» ACTION ITEM
Work through the data line by line, gathering every line that has the word "Clone".

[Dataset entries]
^^^^^^^^
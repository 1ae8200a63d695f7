//! Exact and fuzzy lookup over one reference corpus.
//!
//! `exact` is a hash lookup on the normalized key. `fuzzy` scores the
//! entries the blocking index proposes first and falls back to a full scan
//! when none of them reaches the threshold. The best score at or above the
//! threshold wins; equal scores go to the entry loaded first.

use std::collections::HashMap;

use serde::Serialize;
use tracing::{debug, info, trace};

use filmloc_core::{AddressEntry, Error, LandmarkEntry, Result, RowKind, TierPolicy};
use filmloc_ingest::{Corpus, Keyed};

use crate::blocking::BlockingIndex;
use crate::similarity::similarity;

/// Best fuzzy candidate for a query.
#[derive(Debug, Clone)]
pub struct FuzzyHit<'a, T> {
    pub entry: &'a T,
    /// Position of the entry in corpus load order.
    pub position: usize,
    pub score: f64,
}

/// Index size information.
#[derive(Debug, Clone, Serialize)]
pub struct IndexStats {
    pub kind: RowKind,
    pub entries: usize,
    #[serde(rename = "blockingBuckets")]
    pub blocking_buckets: usize,
}

/// Read-only lookup structure over one corpus.
#[derive(Debug)]
pub struct CorpusIndex<T> {
    kind: RowKind,
    entries: Vec<T>,
    exact: HashMap<String, usize>,
    blocking: BlockingIndex,
}

pub type AddressIndex = CorpusIndex<AddressEntry>;
pub type LandmarkIndex = CorpusIndex<LandmarkEntry>;

impl<T: Keyed> CorpusIndex<T> {
    /// Index a loaded corpus. An empty corpus is a fatal configuration error.
    pub fn build(corpus: Corpus<T>) -> Result<Self> {
        Self::from_entries(corpus.report.kind, corpus.entries)
    }

    /// Index entries whose keys are already normalized.
    ///
    /// Entries need not come from [`CorpusLoader`](filmloc_ingest::CorpusLoader),
    /// so repeated keys are checked again here: later entries with a key
    /// already seen are dropped.
    pub fn from_entries(kind: RowKind, entries: Vec<T>) -> Result<Self> {
        let mut exact = HashMap::with_capacity(entries.len());
        let mut kept = Vec::with_capacity(entries.len());
        for entry in entries {
            if exact.contains_key(entry.key()) {
                debug!("Dropping duplicate {} key {:?}", kind, entry.key());
                continue;
            }
            exact.insert(entry.key().to_string(), kept.len());
            kept.push(entry);
        }

        if kept.is_empty() {
            return Err(Error::EmptyCorpus(format!("{} corpus has no entries", kind)));
        }

        let blocking = BlockingIndex::build(kept.iter().map(|e| e.key()));
        info!(
            "Built {} index: {} entries, {} blocking buckets",
            kind,
            kept.len(),
            blocking.bucket_count()
        );

        Ok(Self {
            kind,
            entries: kept,
            exact,
            blocking,
        })
    }

    pub fn exact(&self, key: &str) -> Option<&T> {
        self.exact.get(key).map(|&i| &self.entries[i])
    }

    /// Best candidate scoring at least `policy.threshold`, if any.
    pub fn fuzzy(&self, key: &str, policy: TierPolicy) -> Option<FuzzyHit<'_, T>> {
        if key.is_empty() {
            return None;
        }
        let candidates = self.blocking.candidates(key);
        if !candidates.is_empty() && candidates.len() < self.entries.len() {
            if let Some(hit) = self.best_of(key, candidates.into_iter(), policy) {
                return Some(hit);
            }
        }
        trace!("No blocked {} candidate for {:?}, scanning all", self.kind, key);
        self.best_of(key, 0..self.entries.len(), policy)
    }

    fn best_of(
        &self,
        key: &str,
        positions: impl Iterator<Item = usize>,
        policy: TierPolicy,
    ) -> Option<FuzzyHit<'_, T>> {
        let mut best: Option<FuzzyHit<'_, T>> = None;
        for position in positions {
            let entry = &self.entries[position];
            let score = similarity(policy.scorer, key, entry.key());
            if score < policy.threshold {
                continue;
            }
            // Strictly greater: ties stay with the earlier position.
            if best.as_ref().map_or(true, |b| score > b.score) {
                best = Some(FuzzyHit {
                    entry,
                    position,
                    score,
                });
            }
        }
        best
    }

    pub fn len(&self) -> usize {
        self.entries.len()
    }

    pub fn is_empty(&self) -> bool {
        self.entries.is_empty()
    }

    pub fn stats(&self) -> IndexStats {
        IndexStats {
            kind: self.kind,
            entries: self.entries.len(),
            blocking_buckets: self.blocking.bucket_count(),
        }
    }
}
^^^^^^^^
» EXERCISE ANSWER
#[derive(Debug, Clone)]
#[derive(Debug, Clone, Serialize)]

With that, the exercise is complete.